■ **Collected data**:
====
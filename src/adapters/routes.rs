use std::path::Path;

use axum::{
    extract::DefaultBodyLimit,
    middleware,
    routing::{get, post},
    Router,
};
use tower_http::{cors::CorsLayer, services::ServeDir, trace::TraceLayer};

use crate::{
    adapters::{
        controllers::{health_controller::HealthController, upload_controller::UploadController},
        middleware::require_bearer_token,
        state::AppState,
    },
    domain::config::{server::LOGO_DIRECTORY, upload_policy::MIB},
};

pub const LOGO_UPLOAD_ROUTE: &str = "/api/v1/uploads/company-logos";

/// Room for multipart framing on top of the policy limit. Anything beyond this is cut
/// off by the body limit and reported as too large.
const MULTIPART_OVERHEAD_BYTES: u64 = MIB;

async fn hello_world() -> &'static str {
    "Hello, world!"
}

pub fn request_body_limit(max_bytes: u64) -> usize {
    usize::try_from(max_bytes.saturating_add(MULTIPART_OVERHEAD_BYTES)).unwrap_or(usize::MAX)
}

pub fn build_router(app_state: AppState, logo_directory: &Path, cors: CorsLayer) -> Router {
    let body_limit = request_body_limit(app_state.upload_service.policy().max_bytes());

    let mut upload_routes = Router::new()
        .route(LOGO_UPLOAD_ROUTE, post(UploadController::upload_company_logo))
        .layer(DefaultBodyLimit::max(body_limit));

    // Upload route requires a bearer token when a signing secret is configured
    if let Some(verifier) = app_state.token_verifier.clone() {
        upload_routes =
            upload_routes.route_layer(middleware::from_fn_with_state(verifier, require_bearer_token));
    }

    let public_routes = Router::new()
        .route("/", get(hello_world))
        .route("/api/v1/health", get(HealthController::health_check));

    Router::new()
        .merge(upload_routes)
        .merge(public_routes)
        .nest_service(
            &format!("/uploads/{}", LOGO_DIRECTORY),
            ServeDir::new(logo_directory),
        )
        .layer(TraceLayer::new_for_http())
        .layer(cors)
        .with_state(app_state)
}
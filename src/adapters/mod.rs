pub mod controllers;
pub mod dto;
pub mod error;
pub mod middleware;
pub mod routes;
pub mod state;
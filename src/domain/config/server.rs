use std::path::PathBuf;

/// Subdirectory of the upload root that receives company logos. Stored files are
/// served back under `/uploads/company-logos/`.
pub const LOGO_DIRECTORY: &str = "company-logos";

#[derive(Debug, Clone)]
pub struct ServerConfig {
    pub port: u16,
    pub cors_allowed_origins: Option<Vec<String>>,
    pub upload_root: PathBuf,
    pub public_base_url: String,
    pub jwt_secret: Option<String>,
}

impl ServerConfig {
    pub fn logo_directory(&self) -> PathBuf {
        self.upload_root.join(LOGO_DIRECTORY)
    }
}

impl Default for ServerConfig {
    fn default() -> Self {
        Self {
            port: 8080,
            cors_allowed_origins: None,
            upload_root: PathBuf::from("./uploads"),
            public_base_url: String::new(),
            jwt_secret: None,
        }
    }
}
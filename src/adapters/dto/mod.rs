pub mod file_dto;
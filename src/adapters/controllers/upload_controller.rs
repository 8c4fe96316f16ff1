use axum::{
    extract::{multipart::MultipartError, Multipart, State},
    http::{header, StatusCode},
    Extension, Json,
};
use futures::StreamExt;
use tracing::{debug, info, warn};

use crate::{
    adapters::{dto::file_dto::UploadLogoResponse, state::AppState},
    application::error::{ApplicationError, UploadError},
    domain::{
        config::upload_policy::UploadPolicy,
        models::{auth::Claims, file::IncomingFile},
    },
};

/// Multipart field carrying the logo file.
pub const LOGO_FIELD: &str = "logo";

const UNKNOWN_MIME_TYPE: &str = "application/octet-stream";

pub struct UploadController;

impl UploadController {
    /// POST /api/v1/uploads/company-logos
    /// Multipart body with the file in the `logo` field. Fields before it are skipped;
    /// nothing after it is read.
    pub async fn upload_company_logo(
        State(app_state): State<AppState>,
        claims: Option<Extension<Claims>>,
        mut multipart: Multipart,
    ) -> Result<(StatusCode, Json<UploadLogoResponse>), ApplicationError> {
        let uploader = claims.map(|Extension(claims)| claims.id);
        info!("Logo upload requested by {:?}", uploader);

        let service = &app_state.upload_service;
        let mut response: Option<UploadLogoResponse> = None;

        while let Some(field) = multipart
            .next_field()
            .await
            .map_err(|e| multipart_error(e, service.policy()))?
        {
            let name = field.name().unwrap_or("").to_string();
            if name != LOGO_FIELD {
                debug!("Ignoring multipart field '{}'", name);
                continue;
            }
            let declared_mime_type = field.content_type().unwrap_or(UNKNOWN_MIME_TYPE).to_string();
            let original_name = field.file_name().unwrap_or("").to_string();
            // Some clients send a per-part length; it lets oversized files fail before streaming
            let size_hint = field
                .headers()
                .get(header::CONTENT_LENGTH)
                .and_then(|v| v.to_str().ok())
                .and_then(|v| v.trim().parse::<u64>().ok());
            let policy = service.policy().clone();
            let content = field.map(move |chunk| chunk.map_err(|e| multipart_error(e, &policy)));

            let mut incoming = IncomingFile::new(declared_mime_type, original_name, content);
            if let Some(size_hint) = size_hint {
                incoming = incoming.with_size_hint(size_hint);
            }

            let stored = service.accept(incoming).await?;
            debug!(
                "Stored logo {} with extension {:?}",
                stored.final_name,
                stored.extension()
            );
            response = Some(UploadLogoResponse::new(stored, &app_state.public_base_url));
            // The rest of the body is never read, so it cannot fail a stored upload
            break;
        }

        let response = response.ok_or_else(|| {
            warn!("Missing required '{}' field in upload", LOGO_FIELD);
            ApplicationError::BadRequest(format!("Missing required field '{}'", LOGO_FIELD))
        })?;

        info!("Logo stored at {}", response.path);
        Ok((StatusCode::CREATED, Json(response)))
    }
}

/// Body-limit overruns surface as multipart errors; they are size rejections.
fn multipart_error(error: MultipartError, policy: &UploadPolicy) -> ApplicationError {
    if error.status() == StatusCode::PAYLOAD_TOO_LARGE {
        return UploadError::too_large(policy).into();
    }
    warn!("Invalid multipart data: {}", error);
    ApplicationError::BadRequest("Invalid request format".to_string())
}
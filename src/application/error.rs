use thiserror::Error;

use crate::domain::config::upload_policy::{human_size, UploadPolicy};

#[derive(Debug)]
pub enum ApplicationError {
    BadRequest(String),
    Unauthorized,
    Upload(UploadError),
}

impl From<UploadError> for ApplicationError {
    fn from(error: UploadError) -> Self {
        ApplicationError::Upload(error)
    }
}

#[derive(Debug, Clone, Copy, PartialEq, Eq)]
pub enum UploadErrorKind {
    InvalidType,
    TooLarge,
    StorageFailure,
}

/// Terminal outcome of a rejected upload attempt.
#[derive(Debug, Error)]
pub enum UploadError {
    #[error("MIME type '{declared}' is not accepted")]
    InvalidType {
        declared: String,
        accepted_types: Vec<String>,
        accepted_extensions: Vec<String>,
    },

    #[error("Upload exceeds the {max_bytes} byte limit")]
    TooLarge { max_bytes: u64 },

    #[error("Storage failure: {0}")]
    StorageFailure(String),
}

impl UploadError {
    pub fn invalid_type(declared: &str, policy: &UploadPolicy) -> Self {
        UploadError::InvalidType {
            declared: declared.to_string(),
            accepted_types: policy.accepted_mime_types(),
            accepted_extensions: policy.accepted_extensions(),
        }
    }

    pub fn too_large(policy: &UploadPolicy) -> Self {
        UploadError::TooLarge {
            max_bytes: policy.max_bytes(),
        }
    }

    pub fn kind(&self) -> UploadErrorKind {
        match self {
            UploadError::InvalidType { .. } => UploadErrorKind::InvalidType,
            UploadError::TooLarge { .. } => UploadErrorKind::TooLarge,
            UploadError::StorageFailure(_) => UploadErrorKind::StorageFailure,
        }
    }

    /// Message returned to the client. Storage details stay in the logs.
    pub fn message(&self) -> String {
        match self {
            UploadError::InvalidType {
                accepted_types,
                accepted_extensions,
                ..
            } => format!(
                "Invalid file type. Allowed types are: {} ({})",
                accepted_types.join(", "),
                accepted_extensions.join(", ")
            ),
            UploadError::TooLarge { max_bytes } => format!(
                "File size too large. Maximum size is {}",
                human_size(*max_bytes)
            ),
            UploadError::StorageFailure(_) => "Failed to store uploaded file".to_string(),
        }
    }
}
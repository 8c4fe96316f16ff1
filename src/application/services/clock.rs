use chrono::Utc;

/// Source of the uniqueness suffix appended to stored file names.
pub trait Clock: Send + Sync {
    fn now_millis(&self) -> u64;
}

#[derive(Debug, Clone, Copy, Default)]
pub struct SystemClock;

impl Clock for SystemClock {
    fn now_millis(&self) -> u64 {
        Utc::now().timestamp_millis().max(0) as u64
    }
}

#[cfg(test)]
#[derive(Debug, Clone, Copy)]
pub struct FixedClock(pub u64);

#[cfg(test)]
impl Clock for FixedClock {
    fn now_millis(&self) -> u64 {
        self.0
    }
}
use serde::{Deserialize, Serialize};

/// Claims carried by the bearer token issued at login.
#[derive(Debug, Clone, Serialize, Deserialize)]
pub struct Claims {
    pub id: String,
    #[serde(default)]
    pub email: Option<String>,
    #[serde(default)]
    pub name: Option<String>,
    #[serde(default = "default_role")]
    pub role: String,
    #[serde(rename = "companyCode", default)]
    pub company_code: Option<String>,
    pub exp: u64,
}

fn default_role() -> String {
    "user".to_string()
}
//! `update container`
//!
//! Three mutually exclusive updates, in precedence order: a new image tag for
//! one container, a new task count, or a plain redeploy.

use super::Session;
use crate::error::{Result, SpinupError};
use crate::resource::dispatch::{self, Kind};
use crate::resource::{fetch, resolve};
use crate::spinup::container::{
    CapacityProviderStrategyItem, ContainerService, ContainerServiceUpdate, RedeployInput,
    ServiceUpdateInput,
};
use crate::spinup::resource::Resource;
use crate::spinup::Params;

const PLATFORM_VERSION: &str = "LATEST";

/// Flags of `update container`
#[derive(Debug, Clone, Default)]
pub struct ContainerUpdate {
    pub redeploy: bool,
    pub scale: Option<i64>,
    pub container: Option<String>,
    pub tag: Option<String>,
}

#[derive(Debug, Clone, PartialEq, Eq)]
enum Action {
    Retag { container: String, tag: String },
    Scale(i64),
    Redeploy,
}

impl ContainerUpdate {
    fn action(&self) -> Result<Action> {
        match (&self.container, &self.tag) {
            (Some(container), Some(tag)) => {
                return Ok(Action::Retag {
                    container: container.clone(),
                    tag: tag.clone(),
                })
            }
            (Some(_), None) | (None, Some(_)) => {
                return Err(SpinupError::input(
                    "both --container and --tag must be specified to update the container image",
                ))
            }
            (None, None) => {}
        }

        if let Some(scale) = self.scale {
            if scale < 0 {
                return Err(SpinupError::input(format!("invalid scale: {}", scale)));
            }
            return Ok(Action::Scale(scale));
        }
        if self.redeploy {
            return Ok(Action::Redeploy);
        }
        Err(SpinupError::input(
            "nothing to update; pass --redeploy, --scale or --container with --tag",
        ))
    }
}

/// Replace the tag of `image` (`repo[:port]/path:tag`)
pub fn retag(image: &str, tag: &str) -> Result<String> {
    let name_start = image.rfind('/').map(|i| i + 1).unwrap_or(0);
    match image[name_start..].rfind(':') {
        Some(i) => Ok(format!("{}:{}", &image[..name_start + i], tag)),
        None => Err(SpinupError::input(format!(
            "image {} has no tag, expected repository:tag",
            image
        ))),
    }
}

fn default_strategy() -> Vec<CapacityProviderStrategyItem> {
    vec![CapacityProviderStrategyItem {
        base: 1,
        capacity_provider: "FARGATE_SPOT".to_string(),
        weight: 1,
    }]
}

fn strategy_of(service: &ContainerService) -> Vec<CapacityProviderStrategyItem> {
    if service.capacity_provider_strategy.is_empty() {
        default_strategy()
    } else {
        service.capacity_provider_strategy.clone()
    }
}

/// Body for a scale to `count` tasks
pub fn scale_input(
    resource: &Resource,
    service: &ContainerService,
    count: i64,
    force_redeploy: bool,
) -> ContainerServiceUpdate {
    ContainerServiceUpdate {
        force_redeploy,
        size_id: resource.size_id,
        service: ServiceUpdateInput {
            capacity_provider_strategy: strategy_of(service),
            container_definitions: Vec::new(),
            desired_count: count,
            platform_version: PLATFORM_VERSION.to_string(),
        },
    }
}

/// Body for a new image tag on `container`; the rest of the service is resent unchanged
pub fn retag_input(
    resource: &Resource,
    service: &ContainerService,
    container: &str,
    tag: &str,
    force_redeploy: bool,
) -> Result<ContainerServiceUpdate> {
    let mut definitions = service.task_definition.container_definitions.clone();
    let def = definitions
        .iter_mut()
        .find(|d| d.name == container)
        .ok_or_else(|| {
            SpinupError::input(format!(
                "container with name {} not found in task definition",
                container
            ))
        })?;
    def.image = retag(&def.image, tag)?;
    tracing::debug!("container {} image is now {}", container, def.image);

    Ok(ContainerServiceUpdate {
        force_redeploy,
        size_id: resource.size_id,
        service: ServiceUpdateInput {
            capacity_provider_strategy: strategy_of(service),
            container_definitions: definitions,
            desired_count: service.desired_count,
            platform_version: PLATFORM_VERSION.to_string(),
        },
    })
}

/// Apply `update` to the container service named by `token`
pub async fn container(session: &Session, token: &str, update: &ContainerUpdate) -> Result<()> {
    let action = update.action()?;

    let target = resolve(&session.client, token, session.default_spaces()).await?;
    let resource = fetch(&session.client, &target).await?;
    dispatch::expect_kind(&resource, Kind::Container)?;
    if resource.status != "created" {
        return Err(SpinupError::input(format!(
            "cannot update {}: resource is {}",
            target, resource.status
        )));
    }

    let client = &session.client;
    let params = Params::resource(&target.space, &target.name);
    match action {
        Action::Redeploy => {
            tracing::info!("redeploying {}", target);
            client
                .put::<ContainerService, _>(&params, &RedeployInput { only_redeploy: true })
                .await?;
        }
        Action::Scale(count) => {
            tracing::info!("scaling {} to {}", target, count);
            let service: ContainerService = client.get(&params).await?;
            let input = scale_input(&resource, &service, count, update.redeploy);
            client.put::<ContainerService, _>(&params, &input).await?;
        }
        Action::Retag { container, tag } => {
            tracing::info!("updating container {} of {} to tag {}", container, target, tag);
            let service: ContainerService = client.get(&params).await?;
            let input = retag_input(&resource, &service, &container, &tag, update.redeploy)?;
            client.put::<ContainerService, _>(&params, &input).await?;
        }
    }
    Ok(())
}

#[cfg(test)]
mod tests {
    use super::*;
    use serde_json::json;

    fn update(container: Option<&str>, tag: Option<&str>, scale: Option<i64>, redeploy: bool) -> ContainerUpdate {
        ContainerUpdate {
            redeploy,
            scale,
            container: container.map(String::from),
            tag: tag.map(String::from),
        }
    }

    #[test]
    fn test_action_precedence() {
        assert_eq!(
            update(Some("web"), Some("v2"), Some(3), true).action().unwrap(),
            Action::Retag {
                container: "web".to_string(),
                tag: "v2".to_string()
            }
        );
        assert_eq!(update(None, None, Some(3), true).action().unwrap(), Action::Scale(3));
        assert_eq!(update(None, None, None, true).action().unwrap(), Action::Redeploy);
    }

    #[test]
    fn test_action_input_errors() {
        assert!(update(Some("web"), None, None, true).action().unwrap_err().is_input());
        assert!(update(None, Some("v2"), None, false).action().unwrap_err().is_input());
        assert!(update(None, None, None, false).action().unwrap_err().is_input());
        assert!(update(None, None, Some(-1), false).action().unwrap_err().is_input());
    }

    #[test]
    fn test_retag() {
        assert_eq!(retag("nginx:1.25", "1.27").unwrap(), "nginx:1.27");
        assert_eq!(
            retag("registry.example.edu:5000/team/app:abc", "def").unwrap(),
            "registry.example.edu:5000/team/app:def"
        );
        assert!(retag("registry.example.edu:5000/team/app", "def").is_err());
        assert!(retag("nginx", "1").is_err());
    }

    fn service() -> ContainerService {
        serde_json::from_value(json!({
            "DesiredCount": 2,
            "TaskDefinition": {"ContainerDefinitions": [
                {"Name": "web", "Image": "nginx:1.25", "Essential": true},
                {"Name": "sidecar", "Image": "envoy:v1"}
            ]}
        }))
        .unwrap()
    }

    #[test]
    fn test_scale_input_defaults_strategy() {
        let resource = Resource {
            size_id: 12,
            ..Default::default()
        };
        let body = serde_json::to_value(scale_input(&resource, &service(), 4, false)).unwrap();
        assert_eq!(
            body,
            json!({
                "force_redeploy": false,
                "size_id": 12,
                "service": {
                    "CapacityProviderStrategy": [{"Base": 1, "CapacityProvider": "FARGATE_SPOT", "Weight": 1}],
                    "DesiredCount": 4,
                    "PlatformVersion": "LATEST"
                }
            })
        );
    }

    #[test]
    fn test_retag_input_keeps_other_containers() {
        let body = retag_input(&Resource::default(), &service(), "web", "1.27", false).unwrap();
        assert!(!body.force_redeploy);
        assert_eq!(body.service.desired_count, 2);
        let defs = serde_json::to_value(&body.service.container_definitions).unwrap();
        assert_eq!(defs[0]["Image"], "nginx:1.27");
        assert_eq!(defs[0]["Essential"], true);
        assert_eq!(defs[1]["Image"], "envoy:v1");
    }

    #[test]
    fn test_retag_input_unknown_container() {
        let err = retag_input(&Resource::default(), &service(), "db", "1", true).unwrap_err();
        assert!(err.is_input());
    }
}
====
■ **Task statement**:
The answer must be one number: how many lines in the records above contain "warn".

■ **Written answer**:
3